Again, rerun the optimization:

Unnamed: 0,American Pie (1999),Apocalypse Now (1979),Armageddon (1998),Austin Powers: The Spy Who Shagged Me (1999),"Beautiful Mind, A (2001)","Breakfast Club, The (1985)",Casablanca (1942),Clear and Present Danger (1994),"Crouching Tiger, Hidden Dragon (Wo hu cang long) (2000)","Fifth Element, The (1997)",Inception (2010),Kill Bill: Vol. 1 (2003),Minority Report (2002),Outbreak (1995),Rain Man (1988),Stand by Me (1986),Star Trek: Generations (1994),Taxi Driver (1976),Waterworld (1995),"Wizard of Oz, The (1939)"
149,3.0,,,,,4.0,,,,4.0,5.0,,,,,4.0,,,,
177,,,3.0,,,5.0,,4.0,,5.0,,,,4.0,,5.0,4.0,4.0,,
200,1.5,,3.0,,4.5,,,,,2.5,3.5,,4.5,,,,,,,
236,,5.0,,,,,4.0,,3.5,,,,,,,,,4.5,,
240,,,,,3.5,,,,4.0,,,3.0,4.5,,,,,5.0,,5.0
270,,4.0,,,4.5,,,,,,5.0,5.0,3.5,,,,,,,
287,,,4.0,,,,,,5.0,,5.0,,5.0,,,,4.5,,,4.5
295,,,,,4.5,,4.0,,3.5,3.5,,4.0,4.5,3.0,4.5,,,,3.5,4.0
303,2.5,,,,4.0,3.5,,,,3.5,4.0,2.0,,,4.0,4.5,,,,4.0
408,,5.0,4.0,1.0,,4.0,,,,5.0,,,,,3.0,4.0,,,,3.0


In [55]:
set.seed(10)
# optimization step (note longer parameter vector to include bias)
rec3 <- optim(par=runif(210),evaluate_fit_l2_bias,
              observed_ratings = ratings_wide, lambda = 3e-3, control=list(maxit=100000))
rec3$convergence
rec3$value

This value isn't comparable to either of the previous values, for the same reason as before: the objective function has changed to include bias terms. Extracting just the RMSE:

In [48]:
# extract optimal user and movie factors and bias terms
user_factors <- matrix(rec3$par[1:75],15,5)
movie_factors <- matrix(rec3$par[76:175],5,20)
user_bias <- matrix(rec3$par[176:190],nrow=15,ncol=20)
movie_bias <- t(matrix(rec3$par[191:210],nrow=20,ncol=15))

# get predicted ratings
predicted_ratings <- user_factors %*% movie_factors + user_bias + movie_bias

# check accuracy
errors <- (ratings_wide - predicted_ratings)^2 
sqrt(mean(errors[!is.na(ratings_wide)]))

This is indeed an improvement over what we've seen before (at least, for the parameter settings above!). 
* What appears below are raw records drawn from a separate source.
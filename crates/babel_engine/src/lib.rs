//! # BABEL Engine
//!
//! Deterministic page generation for an infinite library.
//!
//! ## Design Principles
//!
//! 1. **Deterministic**: the same coordinate always produces the same page
//! 2. **Pure**: generation is a bounded, side-effect-free computation over
//!    a read-only lexicon
//! 3. **Frozen draw order**: sentence-count, template, and word draws come
//!    from one shared stream in a fixed order; reordering them breaks every
//!    previously shared token
//!
//! ## Core Components
//!
//! - `SeededRng`: string-seeded f64 stream in [0, 1)
//! - `Coordinate`: the (hex, wall, shelf, vol, page) address, its share
//!   token codec, and navigation arithmetic
//! - `TEMPLATES`: the fixed sentence-shape catalog
//! - `PageGenerator`: draws words from a lexicon to assemble page text
//!
//! ## Example
//!
//! ```rust,ignore
//! use babel_engine::{Coordinate, PageGenerator};
//! use babel_lexicon::Lexicon;
//!
//! let lexicon = Lexicon::embedded()?;
//! let generator = PageGenerator::new(&lexicon);
//! let coord = Coordinate::decode("0-1-1-1-1").unwrap_or_default();
//! let text = generator.generate(&coord, true);
//! assert_eq!(text, generator.generate(&coord, true));
//! ```

#![deny(missing_docs)]
#![deny(unsafe_code)]
#![deny(clippy::all)]
#![warn(clippy::pedantic)]

pub mod coord;
pub mod generator;
pub mod rng;
pub mod templates;

pub use coord::{Coordinate, PAGE_MAX, SHELF_MAX, VOL_MAX, WALL_MAX};
pub use generator::{generate_page, PageGenerator};
pub use rng::SeededRng;
pub use templates::{TEMPLATES, TEMPLATE_COUNT};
We can examine and interpret the user or movie latent factors, or bias terms, if we want to. Below we show the movie bias terms, which give a reasonable reflection of movie quality (with some notable exceptions!)

In [49]:
data.frame(movies = colnames(viewed_movies), bias = movie_bias[1,]) %>% arrange(desc(bias))

movies,bias
"Breakfast Club, The (1985)",2.3733467
Stand by Me (1986),2.2084965
"Beautiful Mind, A (2001)",1.8421056
Taxi Driver (1976),1.6469531
Armageddon (1998),1.5461443
"Fifth Element, The (1997)",1.448257
"Wizard of Oz, The (1939)",1.1822792
"Crouching Tiger, Hidden Dragon (Wo hu cang long) (2000)",1.1459319
Inception (2010),1.0463059
Minority Report (2002),0.9356814


Finally, we again get predicted ratings for one user:

In [50]:
# check predictions for one user
rbind(round(predicted_ratings[1,],1), as.numeric(ratings_wide[1,]))
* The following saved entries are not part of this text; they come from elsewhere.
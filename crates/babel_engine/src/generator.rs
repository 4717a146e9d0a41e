//! # Page Generator
//!
//! Assembles full page text from a coordinate and a lexicon.
//!
//! ## Draw Protocol (frozen)
//!
//! All draws come from a single stream seeded by the coordinate:
//!
//! 1. one draw: sentence count in [20, 29]
//! 2. per sentence, coherent mode: one draw for the template index, then
//!    one draw per template slot for the word
//! 3. per sentence, chaos mode: one draw for the word count in [3, 12],
//!    then one draw per word against the combined list
//!
//! Downstream draws depend on upstream consumption count, so this ordering
//! is a protocol, not an implementation detail. Reordering or batching
//! draws invalidates every previously shared token.

use babel_lexicon::Lexicon;

use crate::coord::Coordinate;
use crate::rng::SeededRng;
use crate::templates::TEMPLATES;

/// Minimum sentences per page.
const SENTENCE_BASE: usize = 20;
/// Sentence count spread: one draw adds [0, 10) sentences.
const SENTENCE_SPAN: usize = 10;
/// Minimum words per chaos-mode sentence.
const CHAOS_WORDS_BASE: usize = 3;
/// Chaos word count spread: one draw adds [0, 10) words.
const CHAOS_WORDS_SPAN: usize = 10;

/// Generates page text from coordinates.
///
/// Borrows a loaded [`Lexicon`]; generation is pure and bounded, so
/// independent generators over the same lexicon may run in parallel
/// without coordination.
pub struct PageGenerator<'a> {
    /// The read-only word store.
    lexicon: &'a Lexicon,
}

impl<'a> PageGenerator<'a> {
    /// Creates a generator over a loaded lexicon.
    #[inline]
    #[must_use]
    pub const fn new(lexicon: &'a Lexicon) -> Self {
        Self { lexicon }
    }

    /// Generates the page text for a coordinate.
    ///
    /// `coherent` selects template-shaped sentences; otherwise sentences
    /// are raw word streams of random length (chaos mode). The output is
    /// fully determined by the coordinate and the flag: calling this twice
    /// yields byte-identical strings.
    ///
    /// Bounds are not re-validated here. An out-of-domain coordinate still
    /// produces a deterministic page, just one outside the canonical
    /// addressing scheme.
    #[must_use]
    pub fn generate(&self, coordinate: &Coordinate, coherent: bool) -> String {
        let seed = coordinate.seed();
        let mut rng = SeededRng::from_seed(&seed);

        let sentence_count = SENTENCE_BASE + rng.next_index(SENTENCE_SPAN);
        tracing::debug!(%seed, sentence_count, coherent, "generating page");

        let mut sentences = Vec::with_capacity(sentence_count);
        for _ in 0..sentence_count {
            let sentence = if coherent {
                self.coherent_sentence(&mut rng)
            } else {
                self.chaos_sentence(&mut rng)
            };
            sentences.push(finish_sentence(&sentence));
        }

        sentences.join(" ")
    }

    /// One template-shaped sentence: a template draw, then a word draw per slot.
    fn coherent_sentence(&self, rng: &mut SeededRng) -> String {
        let template = TEMPLATES[rng.next_index(TEMPLATES.len())];
        let words: Vec<&str> = template
            .iter()
            .map(|class| {
                let index = rng.next_index(self.lexicon.len(*class));
                self.lexicon.word_at(*class, index)
            })
            .collect();
        words.join(" ")
    }

    /// One raw word stream: a length draw, then word draws against the
    /// combined list.
    fn chaos_sentence(&self, rng: &mut SeededRng) -> String {
        let combined = self.lexicon.combined();
        let length = CHAOS_WORDS_BASE + rng.next_index(CHAOS_WORDS_SPAN);
        let words: Vec<&str> = (0..length)
            .map(|_| combined[rng.next_index(combined.len())].as_str())
            .collect();
        words.join(" ")
    }
}

/// Convenience entry point for presentation layers that hold loose fields
/// instead of a [`Coordinate`].
///
/// Clamps the integer fields through `Coordinate` construction, then
/// generates as [`PageGenerator::generate`] does.
#[must_use]
pub fn generate_page(
    lexicon: &Lexicon,
    hex: &str,
    wall: u32,
    shelf: u32,
    vol: u32,
    page: u32,
    coherent: bool,
) -> String {
    let coordinate = Coordinate::new(hex, wall, shelf, vol, page);
    PageGenerator::new(lexicon).generate(&coordinate, coherent)
}

/// Capitalizes the first character and appends the terminal period.
fn finish_sentence(body: &str) -> String {
    let mut chars = body.chars();
    let mut out = String::with_capacity(body.len() + 1);
    if let Some(first) = chars.next() {
        out.push(first.to_ascii_uppercase());
        out.push_str(chars.as_str());
    }
    out.push('.');
    out
}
0,1,2,3,4,5,6,7,8,9,10,11,12,13,14,15,16,17,18,19
3,2.1,3.1,0.3,2.7,3.9,5.4,4.4,3.0,3.9,5,1.9,1.8,3.7,2.8,4.2,1.9,4.0,1.1,4.8
3,,,,,4.0,,,,4.0,5,,,,,4.0,,,,


## Exercises

There are a few places in the notebook where an exercise is indicated. Specifically:

1. Adapt the pairwise similarity function so that it doesn't use loops.
2. Implement a k-nearest-neighbours version of item-based collaborative filtering.
3. Adapt the `recommender_accuracy()` function so that it can be used with an arbitrary number of users and movies.
4. Experiment with the optimizers used in the matrix factorization collaborative filter.